> Stored data:
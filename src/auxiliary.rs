//! Извлечение плановых и контрольных цифр со вспомогательного листа.
//!
//! Лист не имеет фиксированной структуры: первая строка считается подписями
//! столбцов, остальные — телом. Поиск идёт по фиксированным наборам ключевых
//! слов и никогда не завершается ошибкой.

use std::collections::BTreeMap;

use crate::config::LOCATION_COLUMN;
use crate::raw::{Cell, RawGrid};
use crate::types::{AuxiliaryContext, CountLabel, LocationTrendPoint, Money};
use crate::utils::{cell_text, coerce_money, column_label, contains_keyword, label_key};
use tracing::{debug, warn};

const TARGET_KEYWORDS: &[&str] = &["target", "budget", "plan", "expected"];
const CONTROL_KEYWORDS: &[&str] = &["total", "reconcile", "control"];
const COUNT_KEYWORDS: &[(CountLabel, &[&str])] = &[
    (CountLabel::Active, &["active", "in service"]),
    (CountLabel::Inactive, &["inactive", "down", "not active"]),
    (CountLabel::Sites, &["sites", "nbip"]),
];

/// Окно сканирования ячеек: строки тела.
const SCAN_ROWS: usize = 200;
/// Окно сканирования ячеек: столбцы.
const SCAN_COLS: usize = 30;

const UNAVAILABLE_NOTE: &str =
    "Auxiliary sheet not available; proceeding with monthly sheets only.";

/// Способ найти число по ключевым словам.
type Strategy = fn(&RawGrid, &[&str]) -> Option<Money>;

const TARGET_STRATEGIES: &[Strategy] = &[column_scan, neighbour_scan];
const CONTROL_STRATEGIES: &[Strategy] = &[column_scan];

fn labels(sheet: &RawGrid) -> Vec<String> {
    (0..sheet.width())
        .map(|col| column_label(sheet.get(0, col)))
        .collect()
}

fn body(sheet: &RawGrid) -> &[Vec<Cell>] {
    sheet.rows().get(1..).unwrap_or_default()
}

/// Под строкой подписей есть хоть одна непустая ячейка.
fn has_body(sheet: &RawGrid) -> bool {
    !body(sheet).iter().flatten().all(Cell::is_blank)
}

/// Первый столбец с ключевым словом в подписи, где нашлось хоть одно число.
///
/// Из нескольких чисел берётся максимум: предполагается, что итоговая строка
/// больше остальных. Для столбца с разнородными значениями это может дать
/// не ту цифру.
fn column_scan(sheet: &RawGrid, keywords: &[&str]) -> Option<Money> {
    let rows = body(sheet);
    labels(sheet)
        .iter()
        .enumerate()
        .filter(|(_, label)| contains_keyword(label, keywords))
        .find_map(|(idx, _)| {
            rows.iter()
                .filter_map(|row| row.get(idx).and_then(coerce_money))
                .max()
        })
}

/// Текстовая ячейка с ключевым словом и число справа от неё.
fn neighbour_scan(sheet: &RawGrid, keywords: &[&str]) -> Option<Money> {
    let width = sheet.width();
    body(sheet).iter().take(SCAN_ROWS).find_map(|row| {
        (0..width.min(SCAN_COLS)).find_map(|col| match row.get(col) {
            Some(Cell::Text(text)) if contains_keyword(text, keywords) => {
                row.get(col + 1).and_then(coerce_money)
            }
            _ => None,
        })
    })
}

fn run_strategies(
    sheet: Option<&RawGrid>,
    strategies: &[Strategy],
    keywords: &[&str],
) -> Option<Money> {
    let sheet = sheet.filter(|s| has_body(s))?;
    strategies.iter().find_map(|strategy| strategy(sheet, keywords))
}

/// Плановая выручка: сначала по подписям столбцов, затем по соседней ячейке.
pub fn find_target_total(sheet: Option<&RawGrid>) -> Option<Money> {
    run_strategies(sheet, TARGET_STRATEGIES, TARGET_KEYWORDS)
}

/// Контрольный итог: только по подписям столбцов.
pub fn find_control_total(sheet: Option<&RawGrid>) -> Option<Money> {
    run_strategies(sheet, CONTROL_STRATEGIES, CONTROL_KEYWORDS)
}

/// Счётчики площадок; при нескольких совпадениях группы побеждает последнее.
fn scan_counts(sheet: &RawGrid) -> BTreeMap<CountLabel, Money> {
    // Соседняя ячейка тоже должна попасть в окно.
    let cols = sheet.width().min(SCAN_COLS).saturating_sub(1);
    let mut counts = BTreeMap::new();

    for row in body(sheet).iter().take(SCAN_ROWS) {
        for col in 0..cols {
            let Some(Cell::Text(text)) = row.get(col) else {
                continue;
            };
            for (label, keywords) in COUNT_KEYWORDS {
                if !contains_keyword(text, keywords) {
                    continue;
                }
                if let Some(value) = row.get(col + 1).and_then(coerce_money) {
                    counts.insert(*label, value);
                }
            }
        }
    }

    counts
}

/// Собирает контекст вспомогательного листа. Отсутствующий или пустой лист
/// даёт контекст без цифр и с поясняющей заметкой.
pub fn build_context(sheet: Option<&RawGrid>) -> AuxiliaryContext {
    let mut context = AuxiliaryContext::default();

    let Some(sheet) = sheet.filter(|s| has_body(s)) else {
        warn!("auxiliary sheet missing or empty");
        context.notes.push(UNAVAILABLE_NOTE.to_string());
        return context;
    };

    context.target_total = find_target_total(Some(sheet));
    context.control_total = find_control_total(Some(sheet));
    context.counts = scan_counts(sheet);

    debug!(
        target = ?context.target_total,
        control = ?context.control_total,
        counts = context.counts.len(),
        "auxiliary context extracted"
    );
    context
}

/// Подписи месяцев в порядке столбцов; повторы получают суффикс `_2`, `_3`, ...
fn month_labels(columns: &[String]) -> Vec<String> {
    let mut seen: BTreeMap<String, usize> = BTreeMap::new();
    columns
        .iter()
        .map(|column| {
            let base = column.replace('.', "_").trim().to_string();
            let count = seen.entry(base.clone()).or_insert(0);
            *count += 1;
            if *count > 1 {
                format!("{base}_{count}")
            } else {
                base
            }
        })
        .collect()
}

/// Разворачивает широкую таблицу «площадка × месяц» в длинный ряд точек.
///
/// Нужен столбец `Location`; все остальные подписанные столбцы считаются
/// месяцами. Нечисловые значения пропускаются.
pub fn location_trend(sheet: Option<&RawGrid>) -> Vec<LocationTrendPoint> {
    let Some(sheet) = sheet else {
        return Vec::new();
    };
    let columns = labels(sheet);
    let location_key = label_key(LOCATION_COLUMN);
    let Some(location_idx) = columns.iter().position(|c| label_key(c) == location_key) else {
        return Vec::new();
    };

    let month_cols: Vec<usize> = (0..columns.len())
        .filter(|&idx| idx != location_idx && !columns[idx].is_empty())
        .collect();
    let month_names: Vec<String> = month_cols.iter().map(|&idx| columns[idx].clone()).collect();
    let month_titles = month_labels(&month_names);

    let mut points = Vec::new();
    for row in body(sheet) {
        let location = row.get(location_idx).map(cell_text).unwrap_or_default();
        if location.is_empty() {
            continue;
        }
        for (&idx, month) in month_cols.iter().zip(&month_titles) {
            if let Some(total) = row.get(idx).and_then(coerce_money) {
                points.push(LocationTrendPoint {
                    month: month.clone(),
                    location: location.clone(),
                    total,
                });
            }
        }
    }
    points
}
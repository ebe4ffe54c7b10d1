//! Расчёт KPI месяца, сравнение месяцев и помесячные ряды.

use crate::config::{RevenueColumns, TOTAL_COLUMN};
use crate::types::{
    Direction, KpiSnapshot, MoMComparison, Money, MonthTable, RankedSite, RevenueMix, TrendSeries,
};
use crate::utils::sum_money;
use rust_decimal::Decimal;

/// Размер рейтингов лучших и худших площадок.
pub const RANKING_SIZE: usize = 10;

/// `part / whole`, ноль при нулевом знаменателе.
fn ratio(part: Money, whole: Money) -> Money {
    if whole.is_zero() {
        return Decimal::ZERO;
    }
    part.checked_div(whole).unwrap_or_default()
}

/// `part / whole * 100`, ноль при нулевом знаменателе; на границах `Decimal` насыщается.
fn percent(part: Money, whole: Money) -> Money {
    ratio(part, whole).saturating_mul(Decimal::ONE_HUNDRED)
}

/// Сумма по столбцам категории; отсутствующие столбцы дают ноль.
fn category_sum(table: &MonthTable, columns: &[String]) -> Money {
    sum_money(columns.iter().map(|label| table.column_sum(label)))
}

/// Первые `RANKING_SIZE` площадок после устойчивой сортировки по итогу.
fn ranked(sites: &[RankedSite], descending: bool) -> Vec<RankedSite> {
    let mut sorted = sites.to_vec();
    if descending {
        sorted.sort_by(|a, b| b.total.cmp(&a.total));
    } else {
        sorted.sort_by(|a, b| a.total.cmp(&b.total));
    }
    sorted.truncate(RANKING_SIZE);
    sorted
}

/// Считает KPI одного месяца.
///
/// Пустая таблица или таблица без `Total` дают [`KpiSnapshot::empty`].
pub fn compute_snapshot(table: &MonthTable, revenue: &RevenueColumns) -> KpiSnapshot {
    let Some(sites) = table.sites().filter(|sites| !sites.is_empty()) else {
        return KpiSnapshot::empty();
    };

    let total_revenue = sum_money(sites.iter().map(|s| s.total));
    let avg_revenue = ratio(total_revenue, Decimal::from(sites.len()));

    let revenue_mix = RevenueMix {
        voice: category_sum(table, &revenue.voice),
        sms: category_sum(table, &revenue.sms),
        data: category_sum(table, &revenue.data),
    };

    let zero_revenue_locations: Vec<String> = sites
        .iter()
        .filter(|s| s.total.is_zero())
        .map(|s| s.location.clone())
        .collect();

    let top_10_sites = ranked(&sites, true);
    let bottom_10_sites = ranked(&sites, false);
    let top_10_sum = sum_money(top_10_sites.iter().map(|s| s.total));

    // При равных итогах первой остаётся более ранняя строка.
    let (top_site, top_site_value) = top_10_sites
        .first()
        .map(|s| (s.location.clone(), s.total))
        .unwrap_or_else(|| ("-".to_string(), Decimal::ZERO));

    KpiSnapshot {
        total_revenue,
        avg_revenue,
        data_share_pct: percent(revenue_mix.data, total_revenue),
        revenue_mix,
        zero_revenue_sites: zero_revenue_locations.len(),
        zero_revenue_locations,
        top_site,
        top_site_value,
        top_10_sites,
        bottom_10_sites,
        concentration_ratio: ratio(top_10_sum, total_revenue),
    }
}

/// Сравнивает итоговую выручку двух месяцев.
pub fn compare_month_over_month(previous: &MonthTable, current: &MonthTable) -> MoMComparison {
    let previous_total = previous.column_sum(TOTAL_COLUMN);
    let current_total = current.column_sum(TOTAL_COLUMN);
    let delta = current_total.saturating_sub(previous_total);

    let direction = if delta > Decimal::ZERO {
        Direction::Up
    } else if delta < Decimal::ZERO {
        Direction::Down
    } else {
        Direction::Flat
    };

    MoMComparison {
        previous_total,
        current_total,
        delta,
        pct_change: percent(delta, previous_total),
        direction,
    }
}

/// Строит помесячные ряды в порядке входной последовательности.
///
/// Хронологический порядок обеспечивает вызывающий код.
pub fn build_trend<'a, I>(months: I, revenue: &RevenueColumns) -> TrendSeries
where
    I: IntoIterator<Item = (&'a str, &'a MonthTable)>,
{
    let mut trend = TrendSeries::default();
    for (label, table) in months {
        let kpis = compute_snapshot(table, revenue);
        trend.months.push(label.to_string());
        trend.total_revenue.push(kpis.total_revenue);
        trend.data_share_pct.push(kpis.data_share_pct);
        trend.zero_sites.push(kpis.zero_revenue_sites);
    }
    trend
}
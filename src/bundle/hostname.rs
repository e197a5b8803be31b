// SPDX-License-Identifier: AGPL-3.0-only
// SPDX-FileCopyrightText: 2025 Steve Clarke <stephenlclarke@mac.com> - https://xyzzy.tools

use crate::logging::RunLog;
use std::fs::File;
use std::io::{BufRead, BufReader};
use std::path::Path;

/// Placeholder used wherever the system hostname could not be determined.
pub const UNKNOWN_HOSTNAME: &str = "unknown";

/// File at the root of a report that holds the system's hostname.
pub const HOSTNAME_FILE: &str = "hostname";

#[derive(Debug, Clone, PartialEq, Eq)]
pub enum HostnameResolution {
    Resolved {
        hostname: String,
        domain: Option<String>,
    },
    Unavailable,
}

impl HostnameResolution {
    /// Parse the first line of a hostname file: first label is the host,
    /// anything after the first dot is its domain.
    pub fn from_line(line: &str) -> Self {
        let name = line.trim().trim_end_matches('.');
        if name.is_empty() {
            return HostnameResolution::Unavailable;
        }
        match name.split_once('.') {
            Some((host, domain)) if !host.is_empty() && !domain.is_empty() => {
                HostnameResolution::Resolved {
                    hostname: host.to_string(),
                    domain: Some(domain.to_string()),
                }
            }
            Some(_) => HostnameResolution::Unavailable,
            None => HostnameResolution::Resolved {
                hostname: name.to_string(),
                domain: None,
            },
        }
    }

    pub fn is_resolved(&self) -> bool {
        matches!(self, HostnameResolution::Resolved { .. })
    }

    /// The bare system hostname, or `None` when hostname handling is off.
    pub fn system_hostname(&self) -> Option<&str> {
        match self {
            HostnameResolution::Resolved { hostname, .. } => Some(hostname),
            HostnameResolution::Unavailable => None,
        }
    }

    pub fn domain(&self) -> Option<&str> {
        match self {
            HostnameResolution::Resolved { domain, .. } => domain.as_deref(),
            HostnameResolution::Unavailable => None,
        }
    }

    /// Hostname for display; `unknown` when unresolved.
    pub fn display_name(&self) -> &str {
        self.system_hostname().unwrap_or(UNKNOWN_HOSTNAME)
    }
}

/// Read the hostname file at the root of `tree`.  A missing, unreadable or
/// empty file is not fatal: the run continues without hostname obfuscation.
pub fn resolve(tree: &Path, log: &RunLog) -> HostnameResolution {
    let path = tree.join(HOSTNAME_FILE);
    let mut line = String::new();
    let read = File::open(&path).and_then(|file| BufReader::new(file).read_line(&mut line));

    let resolution = match read {
        Ok(_) => HostnameResolution::from_line(&line),
        Err(err) => {
            log.debug(format!("cannot read {}: {err}", path.display()));
            HostnameResolution::Unavailable
        }
    };

    if resolution.is_resolved() {
        log.info(format!(
            "System hostname - {} (domain: {})",
            resolution.display_name(),
            resolution.domain().unwrap_or("none")
        ));
    } else {
        log.warning("Unable to determine system hostname!!!");
        log.warning("Hostname Data Obfuscation Will Not Occur!!!");
        log.warning(
            "To Remedy This Situation please make sure the 'hostname' file exists in the root directory of the report",
        );
    }
    resolution
}
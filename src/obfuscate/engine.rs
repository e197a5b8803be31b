// SPDX-License-Identifier: AGPL-3.0-only
// SPDX-FileCopyrightText: 2025 Steve Clarke <stephenlclarke@mac.com> - https://xyzzy.tools

//! Mapping engine for IP addresses, hostnames and domains.
//! Replacements remain stable for the lifetime of the engine so every file in
//! a bundle agrees on which synthetic host stands for which real one.

use crate::error::{ScrubError, ScrubResult};
use crate::obfuscate::table::MappingTable;
use std::net::Ipv4Addr;

/// Synthetic base domain, e.g. `example.com`.  Indexed synthetic domains are
/// built from its first label and the remainder (`example1.com`).
#[derive(Debug, Clone, PartialEq, Eq)]
pub struct RootDomain {
    domain: String,
    label: String,
    tld: String,
}

impl RootDomain {
    pub fn parse(raw: &str) -> ScrubResult<Self> {
        let domain = raw.trim().trim_end_matches('.').to_ascii_lowercase();
        match domain.split_once('.') {
            Some((label, tld)) if !label.is_empty() && !tld.is_empty() => Ok(Self {
                label: label.to_string(),
                tld: tld.to_string(),
                domain,
            }),
            _ => Err(ScrubError::Config(format!(
                "root domain must look like label.tld, got {raw:?}"
            ))),
        }
    }

    pub fn as_str(&self) -> &str {
        &self.domain
    }

    fn indexed(&self, index: usize) -> String {
        format!("{}{index}.{}", self.label, self.tld)
    }
}

/// Owns the three mapping tables for one run.  Every operation is a
/// check-then-insert on `&mut self`, so the borrow checker already enforces
/// the single writer the tables need.
pub struct ObfuscationEngine {
    start_ip: u32,
    root: RootDomain,
    own_domain: Option<String>,
    ips: MappingTable<u32>,
    hostnames: MappingTable<String>,
    domains: MappingTable<String>,
    hostname_count: u32,
}

impl ObfuscationEngine {
    pub fn new(start_ip: Ipv4Addr, root: RootDomain) -> Self {
        Self {
            start_ip: u32::from(start_ip),
            root,
            own_domain: None,
            ips: MappingTable::default(),
            hostnames: MappingTable::default(),
            domains: MappingTable::default(),
            hostname_count: 0,
        }
    }

    pub fn start_ip(&self) -> Ipv4Addr {
        Ipv4Addr::from(self.start_ip)
    }

    /// Return the synthetic address for `original`, allocating the next one
    /// in sequence the first time an address is seen.
    pub fn allocate_or_lookup_ip(&mut self, original: &str) -> ScrubResult<String> {
        let addr: Ipv4Addr = original
            .parse()
            .map_err(|_| ScrubError::Substitution(format!("not an IPv4 address: {original}")))?;
        let value = u32::from(addr);

        if let Some(&synthetic) = self.ips.synthetic_for(&value) {
            return Ok(Ipv4Addr::from(synthetic).to_string());
        }

        let synthetic = match self.ips.last() {
            Some(&(max, _)) => max.checked_add(1).ok_or_else(|| {
                ScrubError::Substitution(format!(
                    "synthetic address space exhausted while mapping {original}"
                ))
            })?,
            None => self.start_ip,
        };
        self.ips.insert(synthetic, value);

        Ok(Ipv4Addr::from(synthetic).to_string())
    }

    /// Return the synthetic hostname for `original`, creating
    /// `host<N>.<domain>` the first time it is seen.
    pub fn allocate_or_lookup_hostname(&mut self, original: &str) -> String {
        if let Some(synthetic) = self.hostnames.synthetic_for(&original.to_string()) {
            return synthetic.clone();
        }

        self.hostname_count += 1;
        let suffix = self.synthetic_domain_for(original);
        let synthetic = format!("host{}.{suffix}", self.hostname_count);
        self.hostnames.insert(synthetic.clone(), original.to_string());
        synthetic
    }

    /// Set the report's own domain.  Must happen before it is registered so
    /// it lands on the bare root domain.
    pub fn set_own_domain(&mut self, domain: Option<&str>) {
        self.own_domain = domain.map(str::to_string);
    }

    /// Register a domain whose hostnames should be obfuscated and return its
    /// synthetic suffix.  Registering the same domain twice is a no-op.
    pub fn register_domain(&mut self, original: &str) -> String {
        if let Some(synthetic) = self.domains.synthetic_for(&original.to_string()) {
            return synthetic.clone();
        }

        let synthetic = if self.own_domain.as_deref() == Some(original) {
            self.root.as_str().to_string()
        } else {
            self.root.indexed(self.domains.len())
        };
        self.domains.insert(synthetic.clone(), original.to_string());
        synthetic
    }

    /// Reserve the first hostname slot for the system the report came from.
    /// The fully qualified name becomes `host1.<root>`; when it has a domain
    /// the bare hostname is pinned to the short form `host1` so both spellings
    /// point at the same synthetic machine.
    pub fn reserve_system_host(&mut self, hostname: &str, domain: Option<&str>) -> String {
        let Some(domain) = domain else {
            return self.allocate_or_lookup_hostname(hostname);
        };

        let fqdn = format!("{hostname}.{domain}");
        let synthetic = self.allocate_or_lookup_hostname(&fqdn);
        let short = synthetic
            .split_once('.')
            .map(|(label, _)| label.to_string())
            .unwrap_or_else(|| synthetic.clone());
        if !self.hostnames.contains_synthetic(&short) {
            self.hostnames.insert(short, hostname.to_string());
        }
        synthetic
    }

    /// Original domains in registration order.
    pub fn registered_domains(&self) -> impl Iterator<Item = &str> {
        self.domains.iter().map(|(_, original)| original.as_str())
    }

    pub fn ip_pairs(&self) -> impl Iterator<Item = (Ipv4Addr, Ipv4Addr)> + '_ {
        self.ips
            .iter()
            .map(|&(synthetic, original)| (Ipv4Addr::from(synthetic), Ipv4Addr::from(original)))
    }

    pub fn hostname_pairs(&self) -> impl Iterator<Item = (&str, &str)> {
        self.hostnames
            .iter()
            .map(|(synthetic, original)| (synthetic.as_str(), original.as_str()))
    }

    pub fn domain_pairs(&self) -> impl Iterator<Item = (&str, &str)> {
        self.domains
            .iter()
            .map(|(synthetic, original)| (synthetic.as_str(), original.as_str()))
    }

    pub fn ip_count(&self) -> usize {
        self.ips.len()
    }

    pub fn hostname_count(&self) -> usize {
        self.hostnames.len()
    }

    pub fn has_domains(&self) -> bool {
        !self.domains.is_empty()
    }

    pub fn domain_count(&self) -> usize {
        self.domains.len()
    }

    /// Pick the synthetic suffix of the registered domain `hostname` belongs
    /// to.  The longest matching original wins so `db.lab.corp.local` prefers
    /// `lab.corp.local` over `corp.local` when both are registered.
    fn synthetic_domain_for(&self, hostname: &str) -> String {
        self.domains
            .iter()
            .filter(|(_, original)| {
                hostname
                    .strip_suffix(original.as_str())
                    .is_some_and(|head| head.ends_with('.'))
            })
            .max_by_key(|(_, original)| original.len())
            .map(|(synthetic, _)| synthetic.clone())
            .unwrap_or_else(|| self.root.as_str().to_string())
    }
}
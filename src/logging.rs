// SPDX-License-Identifier: AGPL-3.0-only
// SPDX-FileCopyrightText: 2025 Steve Clarke <stephenlclarke@mac.com> - https://xyzzy.tools

//! Run log sink.  Every record lands in the session log file (which is later
//! packed into the output archive); records at `Console` or above are also
//! echoed to stdout unless the run is quiet.
//!
//! Records go through the `log` facade into two `env_logger` loggers, one
//! per sink.  `log` has no level between info and warn, so `Console`
//! records are info records on their own target and the loggers' module
//! filters place them above plain info.

use chrono::Local;
use env_logger::fmt::Formatter;
use env_logger::{Builder, Logger, Target, WriteStyle};
use log::{LevelFilter, Log, Record};
use std::fmt;
use std::fs::{File, OpenOptions};
use std::io::{self, Write};
use std::path::Path;
use std::str::FromStr;

const LOGGER_NAME: &str = "bundlescrub";
const CONSOLE_TARGET: &str = "bundlescrub::console";
const TIMESTAMP_FORMAT: &str = "%m-%d %H:%M:%S";

/// Severity of a log record.  `Console` sits between `Info` and `Warning`
/// and marks progress messages the operator should see on the terminal.
#[derive(Debug, Clone, Copy, PartialEq, Eq, PartialOrd, Ord)]
pub enum Level {
    Debug,
    Info,
    Console,
    Warning,
    Error,
}

impl Level {
    /// The `log` level and target a record of this severity travels with.
    fn as_log(self) -> (log::Level, &'static str) {
        match self {
            Level::Debug => (log::Level::Debug, LOGGER_NAME),
            Level::Info => (log::Level::Info, LOGGER_NAME),
            Level::Console => (log::Level::Info, CONSOLE_TARGET),
            Level::Warning => (log::Level::Warn, LOGGER_NAME),
            Level::Error => (log::Level::Error, LOGGER_NAME),
        }
    }

    fn of_record(record: &Record<'_>) -> Self {
        match record.level() {
            log::Level::Error => Level::Error,
            log::Level::Warn => Level::Warning,
            log::Level::Info if record.target() == CONSOLE_TARGET => Level::Console,
            log::Level::Info => Level::Info,
            log::Level::Debug | log::Level::Trace => Level::Debug,
        }
    }

    fn label(self) -> &'static str {
        match self {
            Level::Debug => "DEBUG",
            Level::Info => "INFO",
            Level::Console => "CONSOLE",
            Level::Warning => "WARNING",
            Level::Error => "ERROR",
        }
    }
}

impl fmt::Display for Level {
    fn fmt(&self, f: &mut fmt::Formatter<'_>) -> fmt::Result {
        f.write_str(self.label())
    }
}

impl FromStr for Level {
    type Err = String;

    fn from_str(s: &str) -> Result<Self, Self::Err> {
        match s.to_ascii_lowercase().as_str() {
            "debug" => Ok(Level::Debug),
            "info" => Ok(Level::Info),
            "console" => Ok(Level::Console),
            "warn" | "warning" => Ok(Level::Warning),
            "error" => Ok(Level::Error),
            other => Err(format!("unknown log level: {other}")),
        }
    }
}

pub struct RunLog {
    file: Logger,
    stdout: Option<Logger>,
    handle: File,
}

impl RunLog {
    /// Create (or truncate) the log file at `path`.
    pub fn create(path: &Path, threshold: Level, quiet: bool) -> io::Result<Self> {
        let handle = OpenOptions::new()
            .create(true)
            .write(true)
            .truncate(true)
            .open(path)?;
        let file = sink(threshold, Target::Pipe(Box::new(handle.try_clone()?)));
        let stdout = (!quiet).then(|| sink(Level::Console, Target::Stdout));
        Ok(Self {
            file,
            stdout,
            handle,
        })
    }

    pub fn log(&self, level: Level, message: &str) {
        let (severity, target) = level.as_log();
        for logger in std::iter::once(&self.file).chain(self.stdout.as_ref()) {
            logger.log(
                &Record::builder()
                    .args(format_args!("{message}"))
                    .level(severity)
                    .target(target)
                    .build(),
            );
        }
    }

    pub fn debug(&self, message: impl AsRef<str>) {
        self.log(Level::Debug, message.as_ref());
    }

    pub fn info(&self, message: impl AsRef<str>) {
        self.log(Level::Info, message.as_ref());
    }

    pub fn console(&self, message: impl AsRef<str>) {
        self.log(Level::Console, message.as_ref());
    }

    pub fn warning(&self, message: impl AsRef<str>) {
        self.log(Level::Warning, message.as_ref());
    }

    pub fn error(&self, message: impl AsRef<str>) {
        self.log(Level::Error, message.as_ref());
    }

    /// Push written records to disk; called before the log is archived.
    pub fn flush(&self) -> io::Result<()> {
        self.file.flush();
        self.handle.sync_data()
    }
}

/// An `env_logger` writing formatted records to `target`, passing records
/// at or above `threshold`.
fn sink(threshold: Level, target: Target) -> Logger {
    let mut builder = Builder::new();
    builder
        .format(format_record)
        .write_style(WriteStyle::Never)
        .target(target);
    match threshold {
        Level::Console => builder
            .filter_level(LevelFilter::Warn)
            .filter_module(CONSOLE_TARGET, LevelFilter::Info),
        other => builder.filter_level(other.as_log().0.to_level_filter()),
    };
    builder.build()
}

fn format_record(buf: &mut Formatter, record: &Record<'_>) -> io::Result<()> {
    writeln!(
        buf,
        "{} {LOGGER_NAME} {}: {}",
        Local::now().format(TIMESTAMP_FORMAT),
        Level::of_record(record),
        record.args()
    )
}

> Your task: Given the records above, reproduce precisely and only the lines between the line holding "self.hostnames.len()" and the line holding "Pick the synthetic", inclusive.

> Response area:
        self.hostnames.len()
    }

    pub fn has_domains(&self) -> bool {
        !self.domains.is_empty()
    }

    pub fn domain_count(&self) -> usize {
        self.domains.len()
    }

    /// Pick the synthetic suffix of the registered domain `hostname` belongs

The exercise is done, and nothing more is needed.